DIECISIETE

Al día siguiente fui a la biblioteca después de clase, lo que no resultó ser una buena idea. Pensaba encontrar el artículo y fotocopiarlo. Después iría al bosque y lo leería quizá un par de veces, quizá cien veces, quizá más. Lo que no sabía era que la fotocopiadora del vestíbulo estaba rota e iba a tener que pedir a alguien del mostrador que me hiciera una copia. Si se lo hubiera llevado al bibliotecario del piso de arriba, que no me conocía, probablemente no hubiera pasado nada, pero fui lo bastante estúpida como para ir al piso de abajo, a la sección infantil. Todavía me gustaba la sección infantil, con sus colores brillantes y sus libros de cuentos de verdad. Pero fue una estupidez, porque la bibliotecaria infantil es la señora Lester, que me conoce desde que tengo cinco años, y en cuanto vio el artículo su rostro se iluminó.

—¡Ooooh, Junie! Este cuadro de vosotras es muy bonito.

Asentí en silencio.

—Las dos parecéis tan… mayores. Tan listas.

Asentí de nuevo.

—Y guapas. Bonitas como, bueno, como en una foto. —Soltó una risita—. Ahora tenemos aquí abajo la fotocopiadora grande. Puedo sacarte toda la página en un folio.

—Genial —dije. Debí de parecer ansiosa, porque la señora Lester se escabulló por detrás del mostrador a toda prisa. Cuando volvió a aparecer, traía dos copias del artículo.

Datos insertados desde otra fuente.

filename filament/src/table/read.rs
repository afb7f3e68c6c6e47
//! Readers for solver-exported table files.

use std::fs;
use std::path::Path;

use serde::{Deserialize, Serialize};

use crate::error::Result;
use crate::table::TableError;

/// Format of a parameter-sweep export.
///
/// Samples appear in repeating three-row groups: a row of `name=value`
/// parameter assignments, a row of column labels, and a row of data. The
/// swept parameter is read from the first row of each group and the
/// dependent value from a fixed column of the third.
#[derive(Debug, Clone, PartialEq, Eq, Serialize, Deserialize)]
pub struct SweepFormat {
    /// Name of the swept parameter, e.g. `w`.
    pub parameter: String,
    /// Zero-based column of the dependent value within each data row.
    pub value_column: usize,
}

impl Default for SweepFormat {
    fn default() -> Self {
        Self {
            parameter: "w".to_string(),
            value_column: 1,
        }
    }
}

/// Format of a two-column file of `x y` rows.
#[derive(Debug, Default, Clone, Copy, PartialEq, Eq, Serialize, Deserialize)]
pub struct XyFormat {
    /// Number of leading header rows to skip.
    pub skip_rows: usize,
}

/// A table file format.
#[derive(Debug, Clone, PartialEq, Eq, Serialize, Deserialize)]
pub enum TableFormat {
    /// Repeating three-row sweep groups.
    Sweep(SweepFormat),
    /// Two-column `x y` rows.
    Xy(XyFormat),
}

/// Reads `(x, y)` sample series from `path` in the given format.
///
/// Rows may be delimited by commas, whitespace, or both. Blank lines are
/// ignored. Malformed rows fail with a [`TableError`] carrying the
/// one-based line number of the offending row.
pub fn read_samples(
    path: impl AsRef<Path>,
    format: &TableFormat,
) -> Result<(Vec<f64>, Vec<f64>)> {
    let data = fs::read_to_string(path)?;
    match format {
        TableFormat::Sweep(format) => parse_sweep(&data, format),
        TableFormat::Xy(format) => parse_xy(&data, format),
    }
}

pub(crate) fn parse_sweep(data: &str, format: &SweepFormat) -> Result<(Vec<f64>, Vec<f64>)> {
    let rows: Vec<(usize, &str)> = data
        .lines()
        .enumerate()
        .map(|(i, row)| (i + 1, row.trim()))
        .filter(|(_, row)| !row.is_empty())
        .collect();
    let mut xs = Vec::new();
    let mut ys = Vec::new();
    for group in rows.chunks(3) {
        if group.len() < 3 {
            return Err(TableError::TruncatedGroup { line: group[0].0 }.into());
        }
        let (param_line, params) = group[0];
        let (data_line, data_row) = group[2];
        xs.push(parameter_value(params, &format.parameter, param_line)?);
        ys.push(column_value(data_row, format.value_column, data_line)?);
    }
    Ok((xs, ys))
}

pub(crate) fn parse_xy(data: &str, format: &XyFormat) -> Result<(Vec<f64>, Vec<f64>)> {
    let mut xs = Vec::new();
    let mut ys = Vec::new();
    for (i, row) in data.lines().enumerate().skip(format.skip_rows) {
        let line = i + 1;
        let row = row.trim();
        if row.is_empty() {
            continue;
        }
        let mut tokens = row.split(',').flat_map(str::split_whitespace);
        let x = tokens.next().ok_or(TableError::MissingColumn { line, column: 0 })?;
        let y = tokens.next().ok_or(TableError::MissingColumn { line, column: 1 })?;
        xs.push(parse_number(x, line)?);
        ys.push(parse_number(y, line)?);
    }
    Ok((xs, ys))
}

/// Extracts the value of a standalone `name=value` assignment from a
/// parameter row.
fn parameter_value(row: &str, name: &str, line: usize) -> Result<f64> {
    let mut from = 0;
    while let Some(found) = row[from..].find(name) {
        let at = from + found;
        let end = at + name.len();
        let standalone =
            !row[..at].ends_with(|c: char| c.is_alphanumeric() || c == '_');
        if standalone {
            if let Some(rest) = row[end..].trim_start().strip_prefix('=') {
                let token: String = rest
                    .trim_start()
                    .chars()
                    .take_while(|c| !c.is_whitespace() && *c != ',' && *c != ';')
                    .collect();
                return parse_number(&token, line);
            }
        }
        from = end;
    }
    Err(TableError::MissingParameter {
        line,
        param: name.to_string(),
    }
    .into())
}

fn column_value(row: &str, column: usize, line: usize) -> Result<f64> {
    let token = row
        .split(',')
        .flat_map(str::split_whitespace)
        .nth(column)
        .ok_or(TableError::MissingColumn { line, column })?;
    parse_number(token, line)
}

fn parse_number(token: &str, line: usize) -> Result<f64> {
    Ok(token.parse().map_err(|_| TableError::InvalidNumber {
        line,
        token: token.to_string(),
    })?)
}

#[cfg(test)]
mod tests {
    use super::*;
    use crate::error::Error;

    static SWEEP: &str = "\
freq=1.0e9 w=0.2 eps=11.9
freq zline
1.0e9 612.5

freq=1.0e9 w=0.45 eps=11.9
freq zline
1.0e9, 433.125
";

    #[test]
    fn parses_sweep_groups() {
        let format = SweepFormat::default();
        let (w, z) = parse_sweep(SWEEP, &format).unwrap();
        assert_eq!(w, vec![0.2, 0.45]);
        assert_eq!(z, vec![612.5, 433.125]);
    }

    #[test]
    fn missing_parameter_is_loud() {
        let format = SweepFormat {
            parameter: "gap".to_string(),
            value_column: 1,
        };
        let err = parse_sweep(SWEEP, &format).unwrap_err();
        assert!(matches!(
            err,
            Error::Table(TableError::MissingParameter { line: 1, .. })
        ));
    }

    #[test]
    fn parameter_names_do_not_match_substrings() {
        // `w=` must not match the tail of `raw=`.
        let data = "raw=1.0 w=0.3\nlabels\n0.0 5.0\n";
        let (w, _) = parse_sweep(data, &SweepFormat::default()).unwrap();
        assert_eq!(w, vec![0.3]);
    }

    #[test]
    fn truncated_group_reports_line() {
        let data = "w=0.2\nfreq zline\n1.0 10.0\nw=0.3\nfreq zline\n";
        let err = parse_sweep(data, &SweepFormat::default()).unwrap_err();
        assert!(matches!(
            err,
            Error::Table(TableError::TruncatedGroup { line: 4 })
        ));
    }

    #[test]
    fn parses_two_column_files() {
        let data = "# width eps_eff\n0.2, 12.1\n0.4 11.8\n\n0.8\t11.5\n";
        let format = XyFormat { skip_rows: 1 };
        let (x, y) = parse_xy(data, &format).unwrap();
        assert_eq!(x, vec![0.2, 0.4, 0.8]);
        assert_eq!(y, vec![12.1, 11.8, 11.5]);
    }

    #[test]
    fn short_row_is_loud() {
        let err = parse_xy("1.0 2.0\n3.0\n", &XyFormat::default()).unwrap_err();
        assert!(matches!(
            err,
            Error::Table(TableError::MissingColumn { line: 2, column: 1 })
        ));
    }

    #[test]
    fn bad_number_reports_token() {
        let err = parse_xy("0.1 abc\n", &XyFormat::default()).unwrap_err();
        assert!(matches!(err, Error::Table(TableError::InvalidNumber { .. })));
    }
}
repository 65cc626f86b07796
use thiserror::Error;

#[derive(Debug, Error)]
pub enum Error {
    #[error("Invalid configuration: {0}")]
    InvalidConfig(String),

    #[error("Malformed document: {0}")]
    MalformedDocument(String),

    #[error("Store lookup failed: {0}")]
    Store(String),
}

pub type Result<T> = std::result::Result<T, Error>;
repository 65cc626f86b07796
#![deny(warnings)]
#![deny(dead_code)]
#![deny(unused_variables)]
#![deny(unused_imports)]

pub mod config;
pub mod error;
pub mod traits;
pub mod types;
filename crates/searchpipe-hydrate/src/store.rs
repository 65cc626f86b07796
use crate::attr::AttrItem;
use async_trait::async_trait;

/// Batched lookup capability against the external document store.
///
/// Implemented by whatever client the host wires in, typically a
/// DynamoDB-style batch-get API. Credentials, transport, timeouts and
/// retries all belong to that client; the hydrate stage only
/// partitions keys and merges results.
#[async_trait]
pub trait DocumentStore: Send + Sync {
    /// Largest number of keys the store accepts in one batched lookup.
    fn max_batch_size(&self) -> usize;

    /// Fetch the items whose primary-key attribute equals one of
    /// `keys`. Keys with no backing item are simply absent from the
    /// returned items.
    async fn batch_get(
        &self,
        table: &str,
        pk_attribute: &str,
        keys: &[String],
    ) -> anyhow::Result<Vec<AttrItem>>;
}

—Oh, solo me hace falta una.

—Lo sé, cariño. Pero necesitamos otra para poner en el tablón.

—¿El tablón?

—El tablón de anuncios. Greta y tú sois famosas. Sois una obra de arte. Es bonito tener alguna celebridad local por aquí. Si vosotras sois…

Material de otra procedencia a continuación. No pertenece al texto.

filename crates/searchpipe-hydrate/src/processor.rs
use std::collections::HashMap;
use std::sync::Arc;

use futures::future::BoxFuture;
use futures::stream::{self, StreamExt, TryStreamExt};
use serde::Deserialize;
use tracing::{debug, warn};

use searchpipe_core::error::{Error, Result};
use searchpipe_core::traits::ResponseProcessor;
use searchpipe_core::types::{DocValue, SearchQuery, SearchResults};

use crate::attr::{convert_item, AttrItem, AttrValue};
use crate::store::DocumentStore;

fn default_max_in_flight() -> usize {
    4
}

/// Configuration for the hydrate stage.
///
/// `region` identifies the store endpoint and is consumed by whoever
/// constructs the client; the stage itself receives the client
/// already built and never touches process-wide state.
#[derive(Debug, Clone, Deserialize)]
pub struct HydrateConfig {
    pub region: String,
    pub table_name: String,
    pub pk_attribute: String,
    /// Cap on concurrently in-flight batch lookups.
    #[serde(default = "default_max_in_flight")]
    pub max_in_flight: usize,
}

/// Joins hits against the external store by id and installs the
/// converted bodies as `source`.
///
/// Keys are partitioned into chunks of the store's batch limit and
/// fetched with bounded fan-out. Batches cover disjoint key sets and
/// the merge is keyed by id, so completion order never shows in the
/// output. Any store failure aborts the whole stage; the scratch
/// merge map is only applied on full success.
pub struct HydrateProcessor {
    tag: Option<String>,
    description: Option<String>,
    store: Arc<dyn DocumentStore>,
    table_name: String,
    pk_attribute: String,
    max_in_flight: usize,
}

impl std::fmt::Debug for HydrateProcessor {
    fn fmt(&self, f: &mut std::fmt::Formatter<'_>) -> std::fmt::Result {
        f.debug_struct("HydrateProcessor")
            .field("tag", &self.tag)
            .field("description", &self.description)
            .field("table_name", &self.table_name)
            .field("pk_attribute", &self.pk_attribute)
            .field("max_in_flight", &self.max_in_flight)
            .finish_non_exhaustive()
    }
}

impl HydrateProcessor {
    pub const TYPE: &'static str = "store_source";

    pub fn from_config(config: HydrateConfig, store: Arc<dyn DocumentStore>) -> Result<Self> {
        Self::with_metadata(None, None, config, store)
    }

    /// Builds the stage from a raw configuration mapping, as handed
    /// over by a host that parses pipeline definitions itself.
    pub fn from_value(value: serde_json::Value, store: Arc<dyn DocumentStore>) -> Result<Self> {
        let config: HydrateConfig = serde_json::from_value(value)
            .map_err(|e| Error::InvalidConfig(format!("{}: {}", Self::TYPE, e)))?;
        Self::from_config(config, store)
    }

    pub fn with_metadata(
        tag: Option<String>,
        description: Option<String>,
        config: HydrateConfig,
        store: Arc<dyn DocumentStore>,
    ) -> Result<Self> {
        for (name, value) in [
            ("region", &config.region),
            ("table_name", &config.table_name),
            ("pk_attribute", &config.pk_attribute),
        ] {
            if value.is_empty() {
                return Err(Error::InvalidConfig(format!(
                    "{}: '{}' must not be empty",
                    Self::TYPE,
                    name
                )));
            }
        }
        if config.max_in_flight == 0 {
            return Err(Error::InvalidConfig(format!(
                "{}: 'max_in_flight' must be at least 1",
                Self::TYPE
            )));
        }
        Ok(Self {
            tag,
            description,
            store,
            table_name: config.table_name,
            pk_attribute: config.pk_attribute,
            max_in_flight: config.max_in_flight,
        })
    }

    /// Fetch and convert the bodies for `ids`, keyed by primary key.
    /// Ids with no backing item are absent from the returned map.
    async fn fetch_sources(&self, ids: &[String]) -> Result<HashMap<String, DocValue>> {
        let limit = self.store.max_batch_size().max(1);
        let batches: Vec<&[String]> = ids.chunks(limit).collect();
        debug!(
            stage = Self::TYPE,
            ids = ids.len(),
            batches = batches.len(),
            "issuing batched lookups"
        );
        let lookups: Vec<_> = batches
            .into_iter()
            .map(|batch| self.store.batch_get(&self.table_name, &self.pk_attribute, batch))
            .collect();
        let responses: Vec<Vec<AttrItem>> = stream::iter(lookups)
            .buffer_unordered(self.max_in_flight)
            .try_collect()
            .await
            .map_err(|e| Error::Store(e.to_string()))?;

        let mut sources = HashMap::new();
        for item in responses.into_iter().flatten() {
            let Some(key) = item_key(&item, &self.pk_attribute) else {
                warn!(
                    stage = Self::TYPE,
                    pk_attribute = self.pk_attribute.as_str(),
                    "returned item has no string primary key, skipping"
                );
                continue;
            };
            sources.insert(key, convert_item(item));
        }
        Ok(sources)
    }

    /// Install the fetched bodies into their hits, by id. Hits whose
    /// id is absent from `sources` keep their prior `source`.
    fn apply_sources(
        &self,
        mut results: SearchResults,
        mut sources: HashMap<String, DocValue>,
    ) -> SearchResults {
        let mut hydrated = 0;
        for hit in &mut results.hits {
            if let Some(source) = sources.remove(hit.id()) {
                hit.source = Some(source);
                hydrated += 1;
            }
        }
        debug!(stage = Self::TYPE, hits = results.len(), hydrated, "hydration pass complete");
        results
    }
}

fn item_key(item: &AttrItem, pk_attribute: &str) -> Option<String> {
    item.iter().find(|(name, _)| name == pk_attribute).and_then(|(_, value)| match value {
        AttrValue::S(key) => Some(key.clone()),
        _ => None,
    })
}

impl ResponseProcessor for HydrateProcessor {
    fn type_name(&self) -> &'static str {
        Self::TYPE
    }

    fn tag(&self) -> Option<&str> {
        self.tag.as_deref()
    }

    fn description(&self) -> Option<&str> {
        self.description.as_deref()
    }

    fn process_response(
        &self,
        _query: &SearchQuery,
        results: SearchResults,
    ) -> Result<SearchResults> {
        if results.is_empty() {
            return Ok(results);
        }
        let ids: Vec<String> = results.hits.iter().map(|hit| hit.id().to_string()).collect();
        // Stand-alone runtime for hosts that drive stages synchronously.
        // Async hosts go through `process_response_async` below instead,
        // which must not be on this path: `block_on` panics inside a
        // running runtime.
        let rt = tokio::runtime::Runtime::new().map_err(|e| Error::Store(e.to_string()))?;
        let sources = rt.block_on(self.fetch_sources(&ids))?;
        Ok(self.apply_sources(results, sources))
    }

    fn process_response_async<'a>(
        &'a self,
        _query: &'a SearchQuery,
        results: SearchResults,
    ) -> BoxFuture<'a, Result<SearchResults>> {
        Box::pin(async move {
            if results.is_empty() {
                return Ok(results);
            }
            let ids: Vec<String> = results.hits.iter().map(|hit| hit.id().to_string()).collect();
            let sources = self.fetch_sources(&ids).await?;
            Ok(self.apply_sources(results, sources))
        })
    }
}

—No. En serio, no. Esto…, a nosotras no nos hace gracia llamar la atención.

—Insisto, June. Te hemos descubierto. No hay que esconder tu luz, y esas cosas que dice la Biblia.

Sabía que el único modo de evitar que colgara el artículo sería contarle que el cuadro lo había pintado mi tío Finn, que acababa de morir de sida, y que aquello era un tema sensible para la familia. Lo más probable es que a la señora Lester le hubiese bastado con oír la palabra sida, pero no pude hacerlo. No podía fingir que me avergonzaba de Finn.

Doblé la fotocopia de modo que la foto quedara hacia dentro y volví a subir la escalera, hacia los tonos marrones y grises de la planta principal de la biblioteca. Me acerqué al tablón de anuncios para ver si habría algún modo de quitar el artículo después de que la señora Lester lo colgara. Cuando nadie mirase. Pero sería imposible. Los anuncios estaban protegidos detrás de una vitrina de cristal cerrada con llave.

Me llevé la fotocopia al bosque. La había doblado de tal forma que me cabía en el bolsillo del abrigo, y caminé hasta que oí a los lobos. No había mucho más sobre Finn, solo esto:

Este hombre viejo, el último cuadro que vendió Weiss y posiblemente su obra más conocida, es un autorretrato del artista vestido con una chaqueta holgada de punto encima de su torso desnudo. Sostiene un enorme corazón humano sobre una piscina de cocodrilos. En el pecho del artista hay una herida dentada ya cicatrizada en la que se lee: VACÍO. La sinceridad del gesto es lo que conmueve al espectador. No hay ironía, solo la sensación de que estás contemplando el instante preciso antes de que suelte esa cosa húmeda y latente que lleva en la mano, y la sensación de que has recibido realmente todo lo que este artista tiene para ofrecer. La pintura se vendió en 1979 por más de 200 000 dólares en una subasta. Según Sotheby’s, Deja escapar a los lobos podría superar los 700 000.

Supongo que la noticia de que el cuadro valía una fortuna debería haberme impactado, pero no lo hizo. Nunca lo íbamos a vender, así que aquello no importaba. Lo que sí me impactó fue que no había botones. En el periódico, mi camiseta aparecía lisa, una sencilla camiseta negra sin ningún botón.

Cuando volví a casa, el retrato ya no colgaba sobre la chimenea. Mis padres habían vuelto a meterlo en una bolsa negra y se lo habían llevado al Banco de Nueva York, para guardarlo en una de las cámaras acorazadas del sótano del banco. Pensé en nuestras caras, la mía y la de Greta, contemplando la oscuridad de aquella cámara. Y pensé que, por lo menos, no estaba sola allí. Incluso estar con Greta era mejor que estar sola en un lugar tan, tan oscuro.